Data to examine:
*** Block opens ***
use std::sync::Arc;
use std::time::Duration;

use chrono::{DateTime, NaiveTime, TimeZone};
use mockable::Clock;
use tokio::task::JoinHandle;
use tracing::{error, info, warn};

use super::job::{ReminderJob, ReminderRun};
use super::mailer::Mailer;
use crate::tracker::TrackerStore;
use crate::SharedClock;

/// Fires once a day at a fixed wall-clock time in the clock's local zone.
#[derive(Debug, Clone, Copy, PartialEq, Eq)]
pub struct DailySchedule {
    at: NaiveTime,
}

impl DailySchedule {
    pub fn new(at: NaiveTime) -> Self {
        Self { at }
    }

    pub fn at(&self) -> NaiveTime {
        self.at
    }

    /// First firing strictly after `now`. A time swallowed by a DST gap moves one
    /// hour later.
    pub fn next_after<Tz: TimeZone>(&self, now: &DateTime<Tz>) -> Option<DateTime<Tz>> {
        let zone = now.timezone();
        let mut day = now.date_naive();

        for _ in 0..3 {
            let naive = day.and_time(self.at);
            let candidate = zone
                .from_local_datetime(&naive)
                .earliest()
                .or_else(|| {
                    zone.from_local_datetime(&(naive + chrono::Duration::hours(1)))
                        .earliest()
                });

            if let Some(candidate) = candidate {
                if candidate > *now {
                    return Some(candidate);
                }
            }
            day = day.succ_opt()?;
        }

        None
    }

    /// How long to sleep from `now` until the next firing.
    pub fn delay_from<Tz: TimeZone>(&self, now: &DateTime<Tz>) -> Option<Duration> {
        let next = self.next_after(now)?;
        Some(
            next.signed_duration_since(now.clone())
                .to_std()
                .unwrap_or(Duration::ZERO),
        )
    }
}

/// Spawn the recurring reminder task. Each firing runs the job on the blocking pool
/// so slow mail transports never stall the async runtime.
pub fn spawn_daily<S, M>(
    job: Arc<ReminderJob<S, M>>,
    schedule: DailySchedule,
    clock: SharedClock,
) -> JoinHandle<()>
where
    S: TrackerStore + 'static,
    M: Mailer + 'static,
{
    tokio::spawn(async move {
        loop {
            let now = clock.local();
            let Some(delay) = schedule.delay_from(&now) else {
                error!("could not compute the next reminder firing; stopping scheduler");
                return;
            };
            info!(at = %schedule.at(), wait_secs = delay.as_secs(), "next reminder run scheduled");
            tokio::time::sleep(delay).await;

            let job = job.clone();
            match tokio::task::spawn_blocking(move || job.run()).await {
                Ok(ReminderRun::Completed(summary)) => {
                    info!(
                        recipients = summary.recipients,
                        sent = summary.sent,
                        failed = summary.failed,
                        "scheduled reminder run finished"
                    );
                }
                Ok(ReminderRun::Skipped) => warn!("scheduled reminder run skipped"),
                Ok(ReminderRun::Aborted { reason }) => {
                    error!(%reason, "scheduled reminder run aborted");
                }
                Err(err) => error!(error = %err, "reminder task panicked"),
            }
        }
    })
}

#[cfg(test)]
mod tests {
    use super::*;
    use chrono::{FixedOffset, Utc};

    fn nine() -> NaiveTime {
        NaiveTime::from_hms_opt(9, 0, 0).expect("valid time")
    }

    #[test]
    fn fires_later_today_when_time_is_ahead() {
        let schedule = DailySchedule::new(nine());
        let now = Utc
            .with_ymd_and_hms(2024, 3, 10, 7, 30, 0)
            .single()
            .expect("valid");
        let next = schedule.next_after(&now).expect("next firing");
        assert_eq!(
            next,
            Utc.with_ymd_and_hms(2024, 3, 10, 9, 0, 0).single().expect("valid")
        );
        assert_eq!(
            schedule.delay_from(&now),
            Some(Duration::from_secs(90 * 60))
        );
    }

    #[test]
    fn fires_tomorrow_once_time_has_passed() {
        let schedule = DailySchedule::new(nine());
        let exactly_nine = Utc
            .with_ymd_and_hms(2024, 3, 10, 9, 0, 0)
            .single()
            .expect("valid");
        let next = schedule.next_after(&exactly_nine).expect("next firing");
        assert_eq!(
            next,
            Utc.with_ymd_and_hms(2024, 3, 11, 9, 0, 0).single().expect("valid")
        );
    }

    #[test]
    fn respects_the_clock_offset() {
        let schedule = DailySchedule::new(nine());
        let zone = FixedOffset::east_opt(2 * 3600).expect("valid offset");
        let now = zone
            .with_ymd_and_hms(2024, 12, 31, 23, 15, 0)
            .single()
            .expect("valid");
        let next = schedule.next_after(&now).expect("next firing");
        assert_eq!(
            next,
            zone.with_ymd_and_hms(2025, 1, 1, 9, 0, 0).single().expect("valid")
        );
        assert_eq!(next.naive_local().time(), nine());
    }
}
*** Block closes ***
*** Block opens ***
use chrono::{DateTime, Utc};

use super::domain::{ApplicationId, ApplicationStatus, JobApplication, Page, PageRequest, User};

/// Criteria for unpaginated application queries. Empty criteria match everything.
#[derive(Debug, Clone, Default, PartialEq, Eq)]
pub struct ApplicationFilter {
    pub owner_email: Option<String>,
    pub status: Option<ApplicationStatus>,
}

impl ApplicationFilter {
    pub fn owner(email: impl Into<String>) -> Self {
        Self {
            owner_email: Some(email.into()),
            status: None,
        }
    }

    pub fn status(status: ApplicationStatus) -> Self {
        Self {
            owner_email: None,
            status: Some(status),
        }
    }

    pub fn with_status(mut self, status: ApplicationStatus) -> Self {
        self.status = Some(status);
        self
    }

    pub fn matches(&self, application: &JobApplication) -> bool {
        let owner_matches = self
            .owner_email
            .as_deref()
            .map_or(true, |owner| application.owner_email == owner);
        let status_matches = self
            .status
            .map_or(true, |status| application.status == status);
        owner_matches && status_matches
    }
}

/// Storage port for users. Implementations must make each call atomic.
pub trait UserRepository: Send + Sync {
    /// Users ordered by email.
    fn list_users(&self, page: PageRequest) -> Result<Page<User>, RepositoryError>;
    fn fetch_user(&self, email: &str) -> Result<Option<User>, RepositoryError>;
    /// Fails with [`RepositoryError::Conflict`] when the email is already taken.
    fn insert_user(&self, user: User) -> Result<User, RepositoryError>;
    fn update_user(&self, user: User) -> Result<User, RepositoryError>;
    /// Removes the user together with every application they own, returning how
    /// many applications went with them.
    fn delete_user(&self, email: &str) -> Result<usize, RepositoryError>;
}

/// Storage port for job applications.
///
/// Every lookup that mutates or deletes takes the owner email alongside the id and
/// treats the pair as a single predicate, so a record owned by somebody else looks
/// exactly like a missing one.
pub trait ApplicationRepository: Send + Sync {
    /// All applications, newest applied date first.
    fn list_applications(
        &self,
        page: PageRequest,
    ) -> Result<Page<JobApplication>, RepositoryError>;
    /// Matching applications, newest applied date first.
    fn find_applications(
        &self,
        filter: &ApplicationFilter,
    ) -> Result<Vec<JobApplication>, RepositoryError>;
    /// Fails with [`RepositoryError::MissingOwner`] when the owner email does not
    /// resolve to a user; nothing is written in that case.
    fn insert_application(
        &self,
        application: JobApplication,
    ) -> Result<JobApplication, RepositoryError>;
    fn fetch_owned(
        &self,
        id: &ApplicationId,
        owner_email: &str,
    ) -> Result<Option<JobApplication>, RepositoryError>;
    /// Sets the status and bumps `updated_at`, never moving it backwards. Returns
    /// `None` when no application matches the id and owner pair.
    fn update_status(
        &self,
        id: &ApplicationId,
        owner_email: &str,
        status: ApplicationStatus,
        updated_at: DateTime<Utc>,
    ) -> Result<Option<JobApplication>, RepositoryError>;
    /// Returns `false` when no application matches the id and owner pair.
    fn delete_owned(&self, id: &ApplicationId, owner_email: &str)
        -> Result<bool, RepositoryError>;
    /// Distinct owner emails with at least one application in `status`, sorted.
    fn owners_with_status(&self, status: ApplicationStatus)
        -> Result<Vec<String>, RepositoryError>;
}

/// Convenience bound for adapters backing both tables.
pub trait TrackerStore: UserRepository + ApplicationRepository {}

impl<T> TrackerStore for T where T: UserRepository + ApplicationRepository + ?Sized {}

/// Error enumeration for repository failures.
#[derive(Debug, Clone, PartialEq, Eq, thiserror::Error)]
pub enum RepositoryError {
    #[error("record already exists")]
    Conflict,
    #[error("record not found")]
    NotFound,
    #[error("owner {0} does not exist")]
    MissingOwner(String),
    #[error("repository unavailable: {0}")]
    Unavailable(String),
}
*** Block closes ***
How to complete this task:
From the listing above, return the lines starting at the one with "fn owners_with_status(&self, status: ApplicationStatus)" and ending at the one with "impl<T> TrackerStore for", both kept, exactly as they appear and nothing more.

Result of this task:
    fn owners_with_status(&self, status: ApplicationStatus)
        -> Result<Vec<String>, RepositoryError>;
}

/// Convenience bound for adapters backing both tables.
pub trait TrackerStore: UserRepository + ApplicationRepository {}

impl<T> TrackerStore for T where T: UserRepository + ApplicationRepository + ?Sized {}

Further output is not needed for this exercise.